Your objective:
Restate every record that follows, keeping it exact.

Saved entries:
-- -- --
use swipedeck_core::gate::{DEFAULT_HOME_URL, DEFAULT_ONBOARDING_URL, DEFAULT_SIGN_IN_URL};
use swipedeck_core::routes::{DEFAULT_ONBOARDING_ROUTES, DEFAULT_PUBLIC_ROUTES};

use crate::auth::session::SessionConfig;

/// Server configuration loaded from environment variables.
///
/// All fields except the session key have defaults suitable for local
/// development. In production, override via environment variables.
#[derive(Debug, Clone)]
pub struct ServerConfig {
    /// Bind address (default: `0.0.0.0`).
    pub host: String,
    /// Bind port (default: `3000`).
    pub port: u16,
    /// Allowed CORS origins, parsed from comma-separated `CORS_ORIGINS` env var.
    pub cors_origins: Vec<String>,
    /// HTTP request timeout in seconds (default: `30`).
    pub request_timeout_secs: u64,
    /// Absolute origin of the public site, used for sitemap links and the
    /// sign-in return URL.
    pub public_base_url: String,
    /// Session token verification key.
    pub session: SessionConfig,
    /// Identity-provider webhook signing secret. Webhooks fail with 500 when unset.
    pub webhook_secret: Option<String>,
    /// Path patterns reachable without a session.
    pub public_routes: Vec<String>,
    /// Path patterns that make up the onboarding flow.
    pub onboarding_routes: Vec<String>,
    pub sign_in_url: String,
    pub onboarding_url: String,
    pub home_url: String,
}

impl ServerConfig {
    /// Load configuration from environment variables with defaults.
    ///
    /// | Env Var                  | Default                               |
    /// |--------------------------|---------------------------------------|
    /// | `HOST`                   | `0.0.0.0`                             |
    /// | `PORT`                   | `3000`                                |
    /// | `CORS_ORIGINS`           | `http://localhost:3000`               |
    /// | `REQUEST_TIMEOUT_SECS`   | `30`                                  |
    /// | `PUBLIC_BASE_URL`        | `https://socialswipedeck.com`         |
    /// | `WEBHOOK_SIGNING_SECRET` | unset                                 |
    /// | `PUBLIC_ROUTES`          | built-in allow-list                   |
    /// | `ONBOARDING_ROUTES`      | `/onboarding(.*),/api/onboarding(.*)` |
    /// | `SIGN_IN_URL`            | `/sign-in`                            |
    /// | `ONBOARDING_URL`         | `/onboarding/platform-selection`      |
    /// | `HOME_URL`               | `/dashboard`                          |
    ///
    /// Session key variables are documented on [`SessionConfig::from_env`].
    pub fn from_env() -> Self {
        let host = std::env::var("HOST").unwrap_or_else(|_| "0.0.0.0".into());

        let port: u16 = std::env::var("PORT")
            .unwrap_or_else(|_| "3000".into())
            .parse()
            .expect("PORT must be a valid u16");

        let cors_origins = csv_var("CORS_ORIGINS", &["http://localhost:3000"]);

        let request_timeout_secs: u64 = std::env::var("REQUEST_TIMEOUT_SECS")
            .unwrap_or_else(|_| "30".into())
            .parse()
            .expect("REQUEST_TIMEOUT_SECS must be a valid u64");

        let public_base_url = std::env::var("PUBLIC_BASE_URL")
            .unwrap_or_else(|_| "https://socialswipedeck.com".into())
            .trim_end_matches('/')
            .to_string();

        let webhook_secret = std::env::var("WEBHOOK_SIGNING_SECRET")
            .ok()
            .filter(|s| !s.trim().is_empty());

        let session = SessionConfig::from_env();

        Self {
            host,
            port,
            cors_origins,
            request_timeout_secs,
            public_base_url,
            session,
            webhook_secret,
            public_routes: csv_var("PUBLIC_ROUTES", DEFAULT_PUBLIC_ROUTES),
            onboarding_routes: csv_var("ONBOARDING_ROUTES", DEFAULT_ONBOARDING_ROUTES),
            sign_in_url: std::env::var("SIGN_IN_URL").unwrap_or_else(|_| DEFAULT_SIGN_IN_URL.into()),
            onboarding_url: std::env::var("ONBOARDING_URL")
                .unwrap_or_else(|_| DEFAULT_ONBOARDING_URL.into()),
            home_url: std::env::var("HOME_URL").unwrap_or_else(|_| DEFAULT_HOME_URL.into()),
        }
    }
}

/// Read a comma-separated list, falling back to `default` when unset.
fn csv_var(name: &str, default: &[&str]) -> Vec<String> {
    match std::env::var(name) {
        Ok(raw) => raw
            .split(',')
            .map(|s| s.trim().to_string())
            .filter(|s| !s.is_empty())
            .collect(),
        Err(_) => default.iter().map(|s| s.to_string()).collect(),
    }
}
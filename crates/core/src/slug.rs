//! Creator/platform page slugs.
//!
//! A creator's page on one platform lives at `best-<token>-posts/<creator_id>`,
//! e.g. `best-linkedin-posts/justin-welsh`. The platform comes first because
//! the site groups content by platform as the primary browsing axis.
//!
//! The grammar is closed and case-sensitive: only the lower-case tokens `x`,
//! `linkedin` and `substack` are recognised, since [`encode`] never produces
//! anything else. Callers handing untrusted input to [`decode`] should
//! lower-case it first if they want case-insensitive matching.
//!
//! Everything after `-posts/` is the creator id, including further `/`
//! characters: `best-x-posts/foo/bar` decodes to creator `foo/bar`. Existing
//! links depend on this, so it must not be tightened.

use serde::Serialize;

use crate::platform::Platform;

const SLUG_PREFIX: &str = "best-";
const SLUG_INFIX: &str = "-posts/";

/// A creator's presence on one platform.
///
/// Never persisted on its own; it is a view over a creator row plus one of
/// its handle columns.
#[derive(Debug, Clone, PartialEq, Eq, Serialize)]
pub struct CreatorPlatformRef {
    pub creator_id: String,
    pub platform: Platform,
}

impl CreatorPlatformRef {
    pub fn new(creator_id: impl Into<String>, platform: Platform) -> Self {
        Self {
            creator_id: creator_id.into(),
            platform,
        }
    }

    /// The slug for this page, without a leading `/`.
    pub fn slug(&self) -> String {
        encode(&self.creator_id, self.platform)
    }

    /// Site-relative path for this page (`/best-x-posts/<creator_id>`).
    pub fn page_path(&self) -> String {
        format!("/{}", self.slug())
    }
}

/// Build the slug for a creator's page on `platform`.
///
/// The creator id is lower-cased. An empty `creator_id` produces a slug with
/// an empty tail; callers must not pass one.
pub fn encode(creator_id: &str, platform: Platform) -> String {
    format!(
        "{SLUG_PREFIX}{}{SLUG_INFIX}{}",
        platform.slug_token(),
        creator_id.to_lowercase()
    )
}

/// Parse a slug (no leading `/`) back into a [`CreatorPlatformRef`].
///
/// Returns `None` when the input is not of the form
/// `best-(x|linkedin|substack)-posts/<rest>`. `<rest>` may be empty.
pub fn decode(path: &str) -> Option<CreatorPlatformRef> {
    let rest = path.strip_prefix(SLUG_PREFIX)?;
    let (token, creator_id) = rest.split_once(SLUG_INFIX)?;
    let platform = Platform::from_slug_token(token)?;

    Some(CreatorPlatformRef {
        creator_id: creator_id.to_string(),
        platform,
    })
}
-- -- --
Answer to this problem:
use swipedeck_core::gate::{DEFAULT_HOME_URL, DEFAULT_ONBOARDING_URL, DEFAULT_SIGN_IN_URL};
use swipedeck_core::routes::{DEFAULT_ONBOARDING_ROUTES, DEFAULT_PUBLIC_ROUTES};

use crate::auth::session::SessionConfig;

/// Server configuration loaded from environment variables.
///
/// All fields except the session key have defaults suitable for local
/// development. In production, override via environment variables.
#[derive(Debug, Clone)]
pub struct ServerConfig {
    /// Bind address (default: `0.0.0.0`).
    pub host: String,
    /// Bind port (default: `3000`).
    pub port: u16,
    /// Allowed CORS origins, parsed from comma-separated `CORS_ORIGINS` env var.
    pub cors_origins: Vec<String>,
    /// HTTP request timeout in seconds (default: `30`).
    pub request_timeout_secs: u64,
    /// Absolute origin of the public site, used for sitemap links and the
    /// sign-in return URL.
    pub public_base_url: String,
    /// Session token verification key.
    pub session: SessionConfig,
    /// Identity-provider webhook signing secret. Webhooks fail with 500 when unset.
    pub webhook_secret: Option<String>,
    /// Path patterns reachable without a session.
    pub public_routes: Vec<String>,
    /// Path patterns that make up the onboarding flow.
    pub onboarding_routes: Vec<String>,
    pub sign_in_url: String,
    pub onboarding_url: String,
    pub home_url: String,
}

impl ServerConfig {
    /// Load configuration from environment variables with defaults.
    ///
    /// | Env Var                  | Default                               |
    /// |--------------------------|---------------------------------------|
    /// | `HOST`                   | `0.0.0.0`                             |
    /// | `PORT`                   | `3000`                                |
    /// | `CORS_ORIGINS`           | `http://localhost:3000`               |
    /// | `REQUEST_TIMEOUT_SECS`   | `30`                                  |
    /// | `PUBLIC_BASE_URL`        | `https://socialswipedeck.com`         |
    /// | `WEBHOOK_SIGNING_SECRET` | unset                                 |
    /// | `PUBLIC_ROUTES`          | built-in allow-list                   |
    /// | `ONBOARDING_ROUTES`      | `/onboarding(.*),/api/onboarding(.*)` |
    /// | `SIGN_IN_URL`            | `/sign-in`                            |
    /// | `ONBOARDING_URL`         | `/onboarding/platform-selection`      |
    /// | `HOME_URL`               | `/dashboard`                          |
    ///
    /// Session key variables are documented on [`SessionConfig::from_env`].
    pub fn from_env() -> Self {
        let host = std::env::var("HOST").unwrap_or_else(|_| "0.0.0.0".into());

        let port: u16 = std::env::var("PORT")
            .unwrap_or_else(|_| "3000".into())
            .parse()
            .expect("PORT must be a valid u16");

        let cors_origins = csv_var("CORS_ORIGINS", &["http://localhost:3000"]);

        let request_timeout_secs: u64 = std::env::var("REQUEST_TIMEOUT_SECS")
            .unwrap_or_else(|_| "30".into())
            .parse()
            .expect("REQUEST_TIMEOUT_SECS must be a valid u64");

        let public_base_url = std::env::var("PUBLIC_BASE_URL")
            .unwrap_or_else(|_| "https://socialswipedeck.com".into())
            .trim_end_matches('/')
            .to_string();

        let webhook_secret = std::env::var("WEBHOOK_SIGNING_SECRET")
            .ok()
            .filter(|s| !s.trim().is_empty());

        let session = SessionConfig::from_env();

        Self {
            host,
            port,
            cors_origins,
            request_timeout_secs,
            public_base_url,
            session,
            webhook_secret,
            public_routes: csv_var("PUBLIC_ROUTES", DEFAULT_PUBLIC_ROUTES),
            onboarding_routes: csv_var("ONBOARDING_ROUTES", DEFAULT_ONBOARDING_ROUTES),
            sign_in_url: std::env::var("SIGN_IN_URL").unwrap_or_else(|_| DEFAULT_SIGN_IN_URL.into()),
            onboarding_url: std::env::var("ONBOARDING_URL")
                .unwrap_or_else(|_| DEFAULT_ONBOARDING_URL.into()),
            home_url: std::env::var("HOME_URL").unwrap_or_else(|_| DEFAULT_HOME_URL.into()),
        }
    }
}

/// Read a comma-separated list, falling back to `default` when unset.
fn csv_var(name: &str, default: &[&str]) -> Vec<String> {
    match std::env::var(name) {
        Ok(raw) => raw
            .split(',')
            .map(|s| s.trim().to_string())
            .filter(|s| !s.is_empty())
            .collect(),
        Err(_) => default.iter().map(|s| s.to_string()).collect(),
    }
}
filename crates/core/src/slug.rs
//! Creator/platform page slugs.
//!
//! A creator's page on one platform lives at `best-<token>-posts/<creator_id>`,
//! e.g. `best-linkedin-posts/justin-welsh`. The platform comes first because
//! the site groups content by platform as the primary browsing axis.
//!
//! The grammar is closed and case-sensitive: only the lower-case tokens `x`,
//! `linkedin` and `substack` are recognised, since [`encode`] never produces
//! anything else. Callers handing untrusted input to [`decode`] should
//! lower-case it first if they want case-insensitive matching.
//!
//! Everything after `-posts/` is the creator id, including further `/`
//! characters: `best-x-posts/foo/bar` decodes to creator `foo/bar`. Existing
//! links depend on this, so it must not be tightened.

use serde::Serialize;

use crate::platform::Platform;

const SLUG_PREFIX: &str = "best-";
const SLUG_INFIX: &str = "-posts/";

/// A creator's presence on one platform.
///
/// Never persisted on its own; it is a view over a creator row plus one of
/// its handle columns.
#[derive(Debug, Clone, PartialEq, Eq, Serialize)]
pub struct CreatorPlatformRef {
    pub creator_id: String,
    pub platform: Platform,
}

impl CreatorPlatformRef {
    pub fn new(creator_id: impl Into<String>, platform: Platform) -> Self {
        Self {
            creator_id: creator_id.into(),
            platform,
        }
    }

    /// The slug for this page, without a leading `/`.
    pub fn slug(&self) -> String {
        encode(&self.creator_id, self.platform)
    }

    /// Site-relative path for this page (`/best-x-posts/<creator_id>`).
    pub fn page_path(&self) -> String {
        format!("/{}", self.slug())
    }
}

/// Build the slug for a creator's page on `platform`.
///
/// The creator id is lower-cased. An empty `creator_id` produces a slug with
/// an empty tail; callers must not pass one.
pub fn encode(creator_id: &str, platform: Platform) -> String {
    format!(
        "{SLUG_PREFIX}{}{SLUG_INFIX}{}",
        platform.slug_token(),
        creator_id.to_lowercase()
    )
}

/// Parse a slug (no leading `/`) back into a [`CreatorPlatformRef`].
///
/// Returns `None` when the input is not of the form
/// `best-(x|linkedin|substack)-posts/<rest>`. `<rest>` may be empty.
pub fn decode(path: &str) -> Option<CreatorPlatformRef> {
    let rest = path.strip_prefix(SLUG_PREFIX)?;
    let (token, creator_id) = rest.split_once(SLUG_INFIX)?;
    let platform = Platform::from_slug_token(token)?;

    Some(CreatorPlatformRef {
        creator_id: creator_id.to_string(),
        platform,
    })
}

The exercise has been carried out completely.